(Stored data entries)
....
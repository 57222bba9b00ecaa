use crate::adapters::{SystemTimeProvider, WebPushSender};
use crate::auth::AuthState;
use crate::config::AppConfig;
use crate::ports::TimeProvider;
use crate::store::Store;

use time::OffsetDateTime;

use std::sync::{Arc, Mutex};

#[derive(Clone)]
pub struct AppState {
    pub config: AppConfig,
    pub auth: AuthState,
    pub store: Arc<Mutex<Store>>,
    /// Present only when a complete VAPID keypair is configured.
    pub push: Option<WebPushSender>,
    pub time: SystemTimeProvider,
}

impl AppState {
    pub(crate) fn now(&self) -> OffsetDateTime {
        self.time.now()
    }

    pub(crate) fn read<R>(&self, f: impl FnOnce(&Store) -> R) -> R {
        let store = self.store.lock().expect("store lock");
        f(&store)
    }

    /// Applies `f` and rewrites the state file, if one is configured.
    /// A failed write is logged; the in-memory change stands.
    pub(crate) fn mutate<R>(&self, f: impl FnOnce(&mut Store, OffsetDateTime) -> R) -> R {
        self.mutate_if(f, |_| true)
    }

    /// Like [`AppState::mutate`], but only persists when `changed` holds for
    /// the result.
    pub(crate) fn mutate_if<R>(
        &self,
        f: impl FnOnce(&mut Store, OffsetDateTime) -> R,
        changed: impl FnOnce(&R) -> bool,
    ) -> R {
        let now = self.now();
        let mut store = self.store.lock().expect("store lock");
        let result = f(&mut store, now);
        if changed(&result)
            && let Some(path) = self.config.state_file.as_deref()
            && let Err(err) = store.save(path)
        {
            tracing::error!(path = %path.display(), %err, "failed to persist state");
        }
        result
    }

    /// Creates the user's account on first contact. Known users take the
    /// read lock path only.
    pub(crate) fn ensure_account(&self, user: &str) {
        if self.read(|store| store.has_account(user)) {
            return;
        }
        self.mutate(|store, now| {
            store.account(user, now);
        });
    }
}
....
▶ [Assignment]: As listed above, the lines from the line with "self.time.now()" to the line with "in-memory change stands." are to be echoed exactly, with both ends included and nothing added.

▶ [Solution]:
        self.time.now()
    }

    pub(crate) fn read<R>(&self, f: impl FnOnce(&Store) -> R) -> R {
        let store = self.store.lock().expect("store lock");
        f(&store)
    }

    /// Applies `f` and rewrites the state file, if one is configured.
    /// A failed write is logged; the in-memory change stands.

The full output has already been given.